Elle consiste à créer une commission d'experts dans le secret des cabinets avec interdiction pour ses membres habilement choisis dans tous les partis et milieux syndicaux de piper mot à l'extérieur. Parallèlement le chef du département entretenait des journalistes de ses amis et quelques députés et hauts fonctionnaires influents de la marche du projet. Lequel mûrissait à l'ombre de la tour Baudet et sortait enfin au grand jour tout ficelé ou presque soit via le Conseil d'Etat, soit via la commission ad hoc du Grand Conseil. Tous les projets n'étaient pas saufs pour autant. On se souvient du couac du Rhuso qui devait marier les hôpitaux de Genève et de Lausanne.

La méthode Cramer ou la méthode de la démocratie militante.

Elle a connu son apogée avec le projet d'agglomération I. Engagé au pas de charge - Genève a failli rater le train de la loi fédérale de financement des infrastructures d'agglomération de 2006, dont le canton avait profité d'une belle tranche découpée en urgence pour le CEVA - le projet d'agglo a fait la part belle à la consultation des forces vives de la nation rebaptisées société civile. J'ai participé à quelques-unes de ces grands messes, où l'on retrouvait les grosses associations de l'environnement, les syndicats, les associations économiques, mais pas les partis politiques, sauf côté français où les élus étaient mieux représentés que côté suisse.

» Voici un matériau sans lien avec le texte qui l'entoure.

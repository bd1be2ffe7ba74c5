use std::ffi::c_int;
use std::fmt::{self, Display};
use std::str::FromStr;

use glazlib_sys::ffi;
use thiserror::Error;

/// A name that does not match any variant of a GlazLib enumeration
#[derive(Debug, Clone, PartialEq, Eq, Error)]
#[error("unknown {kind} {value:?}, expected one of: {expected}")]
pub struct UnknownVariant {
    pub kind: &'static str,
    pub value: String,
    pub expected: String,
}

/// Declares a Rust enum mirroring one of GlazLib's integer enumerations, along with its
/// conversions to and from the native value and a lowercase label used for parsing and
/// (de)serialization.
macro_rules! native_enum {
    (
        $(#[$meta:meta])*
        pub enum $name:ident {
            $(
                $(#[$vmeta:meta])*
                $variant:ident = $value:expr => $label:literal,
            )+
        }
    ) => {
        $(#[$meta])*
        #[derive(Debug, Clone, Copy, PartialEq, Eq, Hash)]
        #[cfg_attr(feature = "serde", derive(serde::Serialize, serde::Deserialize))]
        #[repr(i32)]
        pub enum $name {
            $(
                $(#[$vmeta])*
                #[cfg_attr(feature = "serde", serde(rename = $label))]
                $variant = $value,
            )+
        }

        impl $name {
            /// Every variant, in native value order
            pub const ALL: &'static [$name] = &[$($name::$variant),+];

            /// The value the native library expects
            pub fn as_raw(self) -> c_int {
                self as c_int
            }

            pub fn label(self) -> &'static str {
                match self {
                    $($name::$variant => $label,)+
                }
            }
        }

        impl From<$name> for c_int {
            fn from(value: $name) -> c_int {
                value.as_raw()
            }
        }

        impl TryFrom<c_int> for $name {
            type Error = c_int;

            fn try_from(value: c_int) -> Result<Self, Self::Error> {
                $name::ALL
                    .iter()
                    .copied()
                    .find(|v| v.as_raw() == value)
                    .ok_or(value)
            }
        }

        impl Display for $name {
            fn fmt(&self, f: &mut fmt::Formatter<'_>) -> fmt::Result {
                f.write_str(self.label())
            }
        }

        impl FromStr for $name {
            type Err = UnknownVariant;

            fn from_str(s: &str) -> Result<Self, Self::Err> {
                $name::ALL
                    .iter()
                    .copied()
                    .find(|v| v.label().eq_ignore_ascii_case(s.trim()))
                    .ok_or_else(|| UnknownVariant {
                        kind: stringify!($name),
                        value: s.to_string(),
                        expected: $name::ALL
                            .iter()
                            .map(|v| v.label())
                            .collect::<Vec<_>>()
                            .join(", "),
                    })
            }
        }
    };
}

native_enum! {
    /// The spectrometer models a single-device session can be opened for
    pub enum DeviceType {
        LinescanIPulseSyncS10453 = ffi::GLAZ_LINESCAN_I_PULSESYNC_S10453_SINGLE_DEVICE_TYPE => "linescan_i_pulsesync_s10453",
        LinescanIPulseSyncS11639 = ffi::GLAZ_LINESCAN_I_PULSESYNC_S11639_SINGLE_DEVICE_TYPE => "linescan_i_pulsesync_s11639",
        LinescanITimeFillS11639 = ffi::GLAZ_LINESCAN_I_TIMEFILL_S11639_SINGLE_DEVICE_TYPE => "linescan_i_timefill_s11639",
        LinescanISpectroCamS11639 = ffi::GLAZ_LINESCAN_I_SPECTROCAM_S11639_SINGLE_DEVICE_TYPE => "linescan_i_spectrocam_s11639",
        LinescanII = ffi::GLAZ_LINESCAN_II_SINGLE_DEVICE_TYPE => "linescan_ii",
        LinescanIIV2 = ffi::GLAZ_LINESCAN_II_V2_SINGLE_DEVICE_TYPE => "linescan_ii_v2",
        LinescanLS = ffi::GLAZ_LINESCAN_LS_SINGLE_DEVICE_TYPE => "linescan_ls",
        LinescanEC = ffi::GLAZ_LINESCAN_EC_SINGLE_DEVICE_TYPE => "linescan_ec",
    }
}

impl Default for DeviceType {
    fn default() -> Self {
        Self::LinescanIIV2
    }
}

native_enum! {
    /// On-device averaging. The native value is the base-2 logarithm of the factor.
    pub enum Averaging {
        X1 = ffi::AVERAGING_X1 => "x1",
        X2 = ffi::AVERAGING_X2 => "x2",
        X4 = ffi::AVERAGING_X4 => "x4",
        X8 = ffi::AVERAGING_X8 => "x8",
        X16 = ffi::AVERAGING_X16 => "x16",
        X32 = ffi::AVERAGING_X32 => "x32",
        X64 = ffi::AVERAGING_X64 => "x64",
        X128 = ffi::AVERAGING_X128 => "x128",
        X256 = ffi::AVERAGING_X256 => "x256",
        X512 = ffi::AVERAGING_X512 => "x512",
        X1024 = ffi::AVERAGING_X1024 => "x1024",
        X2048 = ffi::AVERAGING_X2048 => "x2048",
        X4096 = ffi::AVERAGING_X4096 => "x4096",
    }
}

impl Averaging {
    /// The number of scans averaged together
    pub fn factor(self) -> u32 {
        1 << self.as_raw()
    }
}

native_enum! {
    /// ADC sample resolution
    pub enum Resolution {
        Bits10 = ffi::RESOLUTION_10BIT => "10bit",
        Bits12 = ffi::RESOLUTION_12BIT => "12bit",
        Bits14 = ffi::RESOLUTION_14BIT => "14bit",
        Bits16 = ffi::RESOLUTION_16BIT => "16bit",
    }
}

impl Resolution {
    pub fn bits(self) -> u32 {
        10 + 2 * self.as_raw() as u32
    }
}

native_enum! {
    pub enum TriggerMode {
        External = ffi::TRIGGER_EXTERNAL => "external",
        /// Driven by the device's own clock, see
        /// [`GlazSession::set_internal_trigger_frequency`](crate::GlazSession::set_internal_trigger_frequency)
        Internal = ffi::TRIGGER_INTERNAL => "internal",
        Burst = ffi::TRIGGER_BURST => "burst",
    }
}

native_enum! {
    pub enum IntegrationMode {
        PulseSync = ffi::INT_MODE_PULSESYNC => "pulsesync",
        TimeFill = ffi::INT_MODE_TIMEFILL => "timefill",
    }
}

native_enum! {
    /// What the sync and aux outputs signal
    pub enum OutputMode {
        IntegrationWindow = ffi::OUT_INT_WINDOW => "integration_window",
        Trigger = ffi::OUT_TRIGGER => "trigger",
        Busy = ffi::OUT_BUSY => "busy",
        TriggerCycleStart = ffi::OUT_TRIGGER_CYCLE_START => "trigger_cycle_start",
        TriggerCycleRunning = ffi::OUT_TRIGGER_CYCLE_RUNNING => "trigger_cycle_running",
        Off = ffi::OUT_OFF => "off",
    }
}

native_enum! {
    pub enum OutputPolarity {
        ActiveLow = ffi::OUT_POLARITY_ACTIVE_LO => "active_low",
        ActiveHigh = ffi::OUT_POLARITY_ACTIVE_HI => "active_high",
    }
}

native_enum! {
    pub enum ScanClockSpeed {
        Full = ffi::SCAN_CLOCK_FULL_SPEED => "full",
        Half = ffi::SCAN_CLOCK_HALF_SPEED => "half",
    }
}

native_enum! {
    /// DAC test patterns, for diagnosing the readout chain
    pub enum TestMode {
        Off = ffi::TEST_OFF => "off",
        DacAlternating = ffi::TEST_DAC_ALTERNATING => "dac_alternating",
        DacAllOnes = ffi::TEST_DAC_ALL_ONES => "dac_all_ones",
        DacAllZeros = ffi::TEST_DAC_ALL_ZEROS => "dac_all_zeros",
    }
}

native_enum! {
    pub enum AdcGain {
        X1 = ffi::ADC_GAIN_X1 => "x1",
        X2 = ffi::ADC_GAIN_X2 => "x2",
        X4 = ffi::ADC_GAIN_X4 => "x4",
    }
}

Du coup la droite qui politise à l'ancienne, via les structures de la démocratie représentative, s'est vite retrouvée piégée par le militantisme des roses, rouges, verts et des syndicats. Le projet d'agglo a décroché les financements des trams. Les bureaux d'architecte étaient aux anges, le génie civile avaient du boulot et le Grand Conseil s'est transformé en chambre d'enregistrement. Pour le reste le projet d'agglo montre ses limites, puisque, côté logement et emplois également répartis des deux côtés de la frontière, on est loin du compte.

La méthode Muller ou la méthode de l'expertise.

pont de genève variante 1.jpgMark Muller, mandaté par la droite du Grand Conseil en janvier 2008 pour étudier une grande traversée du lac du Vengeron à Vésenaz, a rendu hier un rapport de 199 pages tout à fait intéressant. Le doigt sur la couture du pantalon, le ministre des infrastructures s'est pliée au diktat de Berne qui interdit au canton - dixit le rapport - de penser ladite autouroute dans la région (!). D'où cette incroyable épingle à cheveux et ce raccordement sous Thônex sur l'autoroute blanche. Le rapport sort directement des bureaux des ingénieurs et des experts, sans aucune consultation populaire ni annonce préventive. Sans information non plus de quelques leaders d'opinion.

Le pavé est dur à avaler, mais vaut la lecture. Les 135 premières pages expliquent au quidam pourquoi le pont s'impose. Sur ce point le rapport paraît convaincant. Les pages suivantes expliquent que la construction d'une nouvelle autoroute a des conséquences sur l'aménagement du territoire. On a le sentiment que le dialogue entre les experts du pont et les urbanistes du projet d'agglo n'a pas été d'une grande intensité pour ne pas dire d'une franche hostilité. A vérifier.

Pour lire le rapport sur le pont de Genève 2030, cliquer ici. [cliquer sur les images pour les agrandir]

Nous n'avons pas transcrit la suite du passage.